Task goal:
In the records that follow, how many lines contain the word "zeros"? Give only that figure.

The input:
//! Addition endpoint
//!
//! `GET /suma?dato1=<n>&dato2=<n>` (aliases `a` and `b`).

use hyper::StatusCode;
use serde::{Serialize, Serializer};

use crate::error::ParamError;
use crate::http::{RequestUrl, RouteResponse};

/// Integral values below this print as plain digits; at or above it they
/// switch to exponent notation (`1e+21`)
const PLAIN_INTEGER_LIMIT: f64 = 1e21;

/// Successful addition payload
#[derive(Debug, Clone, PartialEq, Serialize)]
pub struct AdditionResult {
    pub op: &'static str,
    pub by: &'static str,
    #[serde(serialize_with = "serialize_number")]
    pub a: f64,
    #[serde(serialize_with = "serialize_number")]
    pub b: f64,
    #[serde(serialize_with = "serialize_number")]
    pub result: f64,
}

#[derive(Debug, Serialize)]
struct ErrorBody {
    error: String,
}

pub fn add(a: f64, b: f64) -> f64 {
    a + b
}

/// Answer a `/suma` request
pub fn handle_sum(url: &RequestUrl) -> RouteResponse {
    match sum_from_query(url) {
        Ok(sum) => RouteResponse::json(StatusCode::OK, &sum),
        Err(e) => RouteResponse::json(
            StatusCode::BAD_REQUEST,
            &ErrorBody {
                error: e.to_string(),
            },
        ),
    }
}

/// Validate both operands in order and add them
pub fn sum_from_query(url: &RequestUrl) -> Result<AdditionResult, ParamError> {
    let a = operand(url, "dato1", "a")?;
    let b = operand(url, "dato2", "b")?;

    Ok(AdditionResult {
        op: "suma",
        by: "query",
        a,
        b,
        result: add(a, b),
    })
}

/// The alias is consulted only when `name` is absent, not when it is empty
fn operand(url: &RequestUrl, name: &'static str, alias: &str) -> Result<f64, ParamError> {
    match url.param(name).or_else(|| url.param(alias)) {
        None | Some("") => Err(ParamError::Missing(name)),
        Some(raw) => parse_number(raw)
            .filter(|n| n.is_finite())
            .ok_or(ParamError::InvalidNumber(name)),
    }
}

/// Numeric conversion with JavaScript `Number()` rules: surrounding
/// whitespace ignored, blank is zero, `0x`/`0o`/`0b` integer literals
pub fn parse_number(raw: &str) -> Option<f64> {
    let s = raw.trim_matches(|c: char| c.is_whitespace() || c == '\u{feff}');
    if s.is_empty() {
        return Some(0.0);
    }

    let radix = match s.get(..2) {
        Some("0x" | "0X") => Some(16),
        Some("0o" | "0O") => Some(8),
        Some("0b" | "0B") => Some(2),
        _ => None,
    };
    if let Some(radix) = radix {
        return parse_radix_integer(&s[2..], radix);
    }

    // Rust also accepts "inf"/"nan" spellings; callers reject non-finite values
    s.parse::<f64>().ok()
}

/// Accumulates exactly and rounds once; only literals wider than 128 bits
/// fall back to step-wise float accumulation
#[allow(clippy::suboptimal_flops, clippy::cast_precision_loss)]
fn parse_radix_integer(digits: &str, radix: u32) -> Option<f64> {
    if digits.is_empty() {
        return None;
    }
    let digit_values = digits
        .chars()
        .map(|c| c.to_digit(radix))
        .collect::<Option<Vec<u32>>>()?;

    let exact = digit_values.iter().try_fold(0_u128, |acc, &d| {
        acc.checked_mul(u128::from(radix))?.checked_add(u128::from(d))
    });
    Some(exact.map_or_else(
        || {
            digit_values
                .iter()
                .fold(0.0_f64, |acc, &d| acc * f64::from(radix) + f64::from(d))
        },
        |n| n as f64,
    ))
}

/// Integral values print without a fraction (`11`, not `11.0`), using the
/// shortest round-trip digits padded with zeros (`123456789012345680000`)
#[allow(
    clippy::trivially_copy_pass_by_ref,
    clippy::float_cmp,
    clippy::cast_possible_truncation
)]
fn serialize_number<S: Serializer>(value: &f64, serializer: S) -> Result<S::Ok, S::Error> {
    if value.fract() == 0.0 && value.abs() < PLAIN_INTEGER_LIMIT {
        let integer = shortest_integer(*value).unwrap_or(*value as i128);
        return serializer.serialize_i128(integer);
    }
    serializer.serialize_f64(*value)
}

/// Integer spelled by the shortest round-trip digits of an integral `value`
fn shortest_integer(value: f64) -> Option<i128> {
    // e.g. "-1.2345678901234568e20"
    let formatted = format!("{value:e}");
    let (mantissa, exponent) = formatted.split_once('e')?;
    let exponent: usize = exponent.parse().ok()?;
    let digits: String = mantissa.chars().filter(char::is_ascii_digit).collect();
    let zeros = (exponent + 1).checked_sub(digits.len())?;

    let magnitude: i128 = format!("{digits}{}", "0".repeat(zeros)).parse().ok()?;
    Some(if mantissa.starts_with('-') {
        -magnitude
    } else {
        magnitude
    })
}

#[cfg(test)]
mod tests {
    use super::*;

    fn url(target: &str) -> RequestUrl {
        RequestUrl::parse(Some("localhost:3002"), target).unwrap()
    }

    fn body(resp: &RouteResponse) -> serde_json::Value {
        serde_json::from_slice(resp.body()).unwrap()
    }

    #[test]
    fn test_add() {
        assert_eq!(add(5.0, 6.0), 11.0);
        assert_eq!(add(0.1, 0.2), 0.1 + 0.2);
        assert_eq!(add(-1.5, 1.5), 0.0);
    }

    #[test]
    fn test_sum_payload_field_order() {
        let resp = handle_sum(&url("/suma?dato1=5&dato2=6"));
        assert_eq!(resp.status(), StatusCode::OK);
        assert_eq!(
            resp.body(),
            br#"{"op":"suma","by":"query","a":5,"b":6,"result":11}"#
        );
    }

    #[test]
    fn test_sum_alias() {
        let sum = sum_from_query(&url("/suma?a=5&b=6")).unwrap();
        assert_eq!(sum.result, 11.0);
    }

    #[test]
    fn test_sum_ieee_results() {
        let cases = [
            ("0.1", "0.2", 0.1 + 0.2),
            ("-3", "1.25", -1.75),
            ("1e3", "2E-1", 1000.0 + 0.2),
            ("+7", ".5", 7.5),
            ("9007199254740993", "0", 9_007_199_254_740_992.0),
        ];
        for (a, b, expected) in cases {
            let sum = sum_from_query(&url(&format!("/suma?dato1={a}&dato2={b}"))).unwrap();
            assert_eq!(sum.result, expected, "{a} + {b}");
        }
    }

    #[test]
    fn test_fraction_serialization() {
        let resp = handle_sum(&url("/suma?dato1=0.1&dato2=0.2"));
        assert_eq!(
            resp.body(),
            br#"{"op":"suma","by":"query","a":0.1,"b":0.2,"result":0.30000000000000004}"#
        );
    }

    #[test]
    fn test_missing_first_operand() {
        let resp = handle_sum(&url("/suma?dato2=6"));
        assert_eq!(resp.status(), StatusCode::BAD_REQUEST);
        assert_eq!(body(&resp)["error"], "Falta el parámetro 'dato1'.");
    }

    #[test]
    fn test_first_error_wins() {
        let resp = handle_sum(&url("/suma?dato1=x"));
        assert_eq!(body(&resp)["error"], "'dato1' debe ser un número válido.");
    }

    #[test]
    fn test_invalid_second_operand() {
        let resp = handle_sum(&url("/suma?dato1=5&dato2=abc"));
        assert_eq!(resp.status(), StatusCode::BAD_REQUEST);
        assert_eq!(
            resp.body(),
            r#"{"error":"'dato2' debe ser un número válido."}"#.as_bytes()
        );
    }

    #[test]
    fn test_empty_operand_does_not_fall_back_to_alias() {
        assert_eq!(
            sum_from_query(&url("/suma?dato1=&a=5&dato2=1")),
            Err(ParamError::Missing("dato1"))
        );
    }

    #[test]
    fn test_alias_errors_name_canonical_parameter() {
        assert_eq!(
            sum_from_query(&url("/suma?a=1&b=zz")),
            Err(ParamError::InvalidNumber("dato2"))
        );
    }

    #[test]
    fn test_non_finite_rejected() {
        for value in ["Infinity", "-Infinity", "NaN", "inf", "1e400"] {
            assert_eq!(
                sum_from_query(&url(&format!("/suma?dato1={value}&dato2=1"))),
                Err(ParamError::InvalidNumber("dato1")),
                "{value}"
            );
        }
    }

    #[test]
    fn test_parse_number() {
        assert_eq!(parse_number(" 1 "), Some(1.0));
        assert_eq!(parse_number("   "), Some(0.0));
        assert_eq!(parse_number("0x10"), Some(16.0));
        assert_eq!(parse_number("0b101"), Some(5.0));
        assert_eq!(parse_number("0o17"), Some(15.0));
        assert_eq!(parse_number("0x"), None);
        assert_eq!(parse_number("-0x10"), None);
        assert_eq!(parse_number("12abc"), None);
        assert_eq!(parse_number("1_000"), None);
    }

    #[test]
    fn test_large_integers_print_without_fraction() {
        let resp = handle_sum(&url("/suma?dato1=9007199254740993&dato2=0"));
        assert_eq!(
            resp.body(),
            br#"{"op":"suma","by":"query","a":9007199254740992,"b":0,"result":9007199254740992}"#
        );

        let resp = handle_sum(&url("/suma?dato1=-123456789012345678901&dato2=0"));
        assert!(std::str::from_utf8(resp.body())
            .unwrap()
            .ends_with(r#""result":-123456789012345680000}"#));

        let resp = handle_sum(&url("/suma?dato1=5e20&dato2=0"));
        assert!(std::str::from_utf8(resp.body())
            .unwrap()
            .ends_with(r#""result":500000000000000000000}"#));
    }

    #[test]
    fn test_shortest_integer() {
        assert_eq!(shortest_integer(11.0), Some(11));
        assert_eq!(shortest_integer(0.0), Some(0));
        assert_eq!(shortest_integer(-0.0), Some(0));
        assert_eq!(shortest_integer(-250.0), Some(-250));
        assert_eq!(shortest_integer(5e20), Some(500_000_000_000_000_000_000));
    }

    #[test]
    fn test_overflowing_sum_renders_null() {
        let resp = handle_sum(&url("/suma?dato1=1e308&dato2=1e308"));
        assert_eq!(resp.status(), StatusCode::OK);
        assert_eq!(body(&resp)["result"], serde_json::Value::Null);
        assert!(std::str::from_utf8(resp.body())
            .unwrap()
            .ends_with(r#""result":null}"#));
    }

    #[test]
    fn test_radix_literals_round_once() {
        // 2^53 + 1 rounds to even
        assert_eq!(parse_number("0x20000000000001"), Some(9_007_199_254_740_992.0));
        // 2^64 + 1 needs more than 64 bits before rounding
        assert_eq!(
            parse_number("0x10000000000000001"),
            Some(18_446_744_073_709_551_616.0)
        );
        assert_eq!(
            parse_number("0x1fffffffffffff"),
            Some(9_007_199_254_740_991.0)
        );
        // wider than 128 bits still parses as a finite float
        let wide = parse_number(&format!("0x1{}", "0".repeat(34))).unwrap();
        assert!(wide.is_finite());
        assert!((wide / 2f64.powi(136) - 1.0).abs() < 1e-12);
        assert_eq!(parse_number("0x1g"), None);
    }

    #[test]
    fn test_whitespace_and_hex_operands() {
        let sum = sum_from_query(&url("/suma?dato1=0x10&dato2=%201%20")).unwrap();
        assert_eq!(sum.result, 17.0);
    }
}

Expected output:
3